Lecture 25 - Web Security
What Security?
until now, we have assumed:
- valid user input
- non-malicious users
- nothing will ever go wrong
this is unrealistic!
The real world
in order to write secure code, we must assume:
- invalid input
- evil users
- incompetent users
- everything that can go wrong, will go wrong
- There are hordes of people out to get you
the security mindset: assume nothing; trust no one
Attackers' goals
- Read private data (user names, passwords, credit card numbers, grades, prices)
- Change data (change a student's grades, prices of products, passwords)
- Spoofing (pretending to be someone they are not)
- Damage or shut down the site, so that it cannot be successfully used by others
- Harm the reputation or credibility of the organization running the site
- Harass users of your site
- Spread viruses and other malware
Some kinds of attacks
- Denial of Service (DoS): Making a server unavailable by bombarding it with requests.
- Social Engineering: Tricking a user into willingly compromising the security of a site (e.g. phishing)
- Privilege Escalation: Causing code to run as a "privileged" context (e.g. "root").
- Information Leakage: Allowing an attacker to look at data, files, etc. that he/she should not be allowed to see.
- Man-in-the-Middle: Placing a malicious machine in the network and using it to intercept traffic.
- Session Hijacking: Stealing another user's session cookie to masquerade as that user
- Cross-Site Scripting (XSS) or HTML Injection: Inserting malicious HTML or JavaScript content into a web page.

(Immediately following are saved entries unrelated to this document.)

//! Info cards built from a reply's `donationDetails`

use serde::Serialize;
use serde_json::{Value, json};
use std::fmt;

use shared::json::is_truthy;

pub const DEFAULT_ACTION_TEXT: &str = "Más información";
pub const DEFAULT_ACTION_URL: &str = "#contacto";
pub const DEFAULT_CARD_TYPE: &str = "proyecto";

/// A project, donation or contact suggestion attached to a reply
#[derive(Debug, Clone, PartialEq, Serialize)]
#[serde(rename_all = "camelCase")]
pub struct InfoCard {
    pub id: Option<Value>,
    pub title: String,
    pub description: String,
    pub objective: String,
    pub action_text: String,
    pub action_url: String,
    #[serde(rename = "type")]
    pub card_type: String,
}

/// Non-empty string field, or `None`
fn text_field<'a>(info: &'a Value, key: &str) -> Option<&'a str> {
    info.get(key).and_then(Value::as_str).filter(|s| !s.is_empty())
}

impl InfoCard {
    /// Build a card from one details object
    ///
    /// Returns `None` unless the object carries a non-blank `title` (or
    /// `name`).
    pub fn from_value(info: &Value) -> Option<Self> {
        if !info.is_object() {
            return None;
        }

        let title = text_field(info, "title").or_else(|| text_field(info, "name"))?;
        if title.trim().is_empty() {
            return None;
        }

        Some(Self {
            id: info.get("id").filter(|id| is_truthy(id)).cloned(),
            title: title.to_string(),
            description: text_field(info, "description").unwrap_or_default().to_string(),
            objective: text_field(info, "objective").unwrap_or_default().to_string(),
            action_text: text_field(info, "actionText").unwrap_or(DEFAULT_ACTION_TEXT).to_string(),
            action_url: text_field(info, "actionUrl").unwrap_or(DEFAULT_ACTION_URL).to_string(),
            card_type: text_field(info, "type").unwrap_or(DEFAULT_CARD_TYPE).to_string(),
        })
    }

    /// All valid cards of a `donationDetails` value (array, object or null)
    pub fn cards_from(details: &Value) -> Vec<Self> {
        match details {
            Value::Array(items) => items.iter().filter_map(Self::from_value).collect(),
            Value::Object(_) => Self::from_value(details).into_iter().collect(),
            _ => Vec::new(),
        }
    }

    pub fn icon(&self) -> &'static str {
        match self.card_type.as_str() {
            "donación" => "💝",
            "voluntariado" => "🙋",
            "contacto" => "📧",
            "proyecto" => "🌟",
            _ => "📋",
        }
    }

    /// Fields of the `chatbot_cta_click` event, without the conversation id
    pub fn cta_event_data(&self) -> Value {
        json!({
            "cta_type": self.card_type,
            "cta_title": self.title,
            "project_id": self.id.clone().unwrap_or(Value::Null),
        })
    }
}

impl fmt::Display for InfoCard {
    fn fmt(&self, f: &mut fmt::Formatter<'_>) -> fmt::Result {
        writeln!(f, "{} {}", self.icon(), self.title)?;
        if !self.description.is_empty() {
            writeln!(f, "   {}", self.description)?;
        }
        if !self.objective.is_empty() {
            writeln!(f, "   Objetivo: {}", self.objective)?;
        }
        write!(f, "   [{}] {}", self.action_text, self.action_url)
    }
}

#[cfg(test)]
mod tests {
    use super::*;

    #[test]
    fn test_defaults_fill_missing_fields() {
        let card = InfoCard::from_value(&json!({ "title": "Agua limpia" })).unwrap();

        assert_eq!(card.title, "Agua limpia");
        assert_eq!(card.description, "");
        assert_eq!(card.objective, "");
        assert_eq!(card.action_text, DEFAULT_ACTION_TEXT);
        assert_eq!(card.action_url, DEFAULT_ACTION_URL);
        assert_eq!(card.card_type, DEFAULT_CARD_TYPE);
        assert_eq!(card.id, None);
        assert_eq!(card.icon(), "🌟");
    }

    #[test]
    fn test_name_is_accepted_as_title() {
        let card = InfoCard::from_value(&json!({ "name": "Comedor", "type": "voluntariado" })).unwrap();
        assert_eq!(card.title, "Comedor");
        assert_eq!(card.icon(), "🙋");
    }

    #[test]
    fn test_blank_or_missing_title_is_rejected() {
        assert!(InfoCard::from_value(&json!({ "title": "   " })).is_none());
        assert!(InfoCard::from_value(&json!({ "title": 42 })).is_none());
        assert!(InfoCard::from_value(&json!({ "description": "sin título" })).is_none());
        assert!(InfoCard::from_value(&json!("Agua")).is_none());
        assert!(InfoCard::from_value(&Value::Null).is_none());
    }

    #[test]
    fn test_icons_by_type() {
        let icon = |t: &str| InfoCard::from_value(&json!({ "title": "x", "type": t })).unwrap().icon();
        assert_eq!(icon("donación"), "💝");
        assert_eq!(icon("contacto"), "📧");
        assert_eq!(icon("evento"), "📋");
    }

    #[test]
    fn test_cards_from_array_skips_invalid_items() {
        let details = json!([
            { "title": "Agua", "type": "donación" },
            { "description": "sin título" },
            { "name": "Escuela" }
        ]);

        let cards = InfoCard::cards_from(&details);
        assert_eq!(cards.len(), 2);
        assert_eq!(cards[0].title, "Agua");
        assert_eq!(cards[1].title, "Escuela");
    }

    #[test]
    fn test_cards_from_single_object_and_null() {
        assert_eq!(InfoCard::cards_from(&json!({ "title": "Agua" })).len(), 1);
        assert!(InfoCard::cards_from(&json!({ "title": "" })).is_empty());
        assert!(InfoCard::cards_from(&Value::Null).is_empty());
    }

    #[test]
    fn test_cta_event_data() {
        let card = InfoCard::from_value(&json!({ "title": "Agua", "type": "donación", "id": "p-7" })).unwrap();
        assert_eq!(
            card.cta_event_data(),
            json!({ "cta_type": "donación", "cta_title": "Agua", "project_id": "p-7" })
        );

        let card = InfoCard::from_value(&json!({ "title": "Agua" })).unwrap();
        assert!(card.cta_event_data()["project_id"].is_null());
    }

    #[test]
    fn test_display_lists_optional_lines() {
        let card = InfoCard::from_value(&json!({
            "title": "Agua",
            "type": "donación",
            "objective": "1000 litros",
            "actionUrl": "/donar"
        }))
        .unwrap();

        let rendered = card.to_string();
        assert!(rendered.starts_with("💝 Agua"));
        assert!(rendered.contains("Objetivo: 1000 litros"));
        assert!(rendered.ends_with("[Más información] /donar"));
    }
}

- SQL Injection: Inserting malicious SQL query code to reveal or modify sensitive data
SQL Injection
Demo
Securing against SQL injection
Escape the string before you include it in your query
quote
returns a SQL-escaped and quoted version of a string
$username = $db->quote($_POST["username"]);
$password = $db->quote($_POST["password"]);
$query = "SELECT name, ssn, dob FROM users
WHERE username = $username AND password = $password";
You can also use prepare
and execute
to protect against SQL injection
Securing against HTML Injection
Instead of setting innerHtml
, set textContent
mydiv.textContent = "This wont show as html";
<strong>This wont show as html</strong>
output
textContent
will not let any of the string be interpreted as html.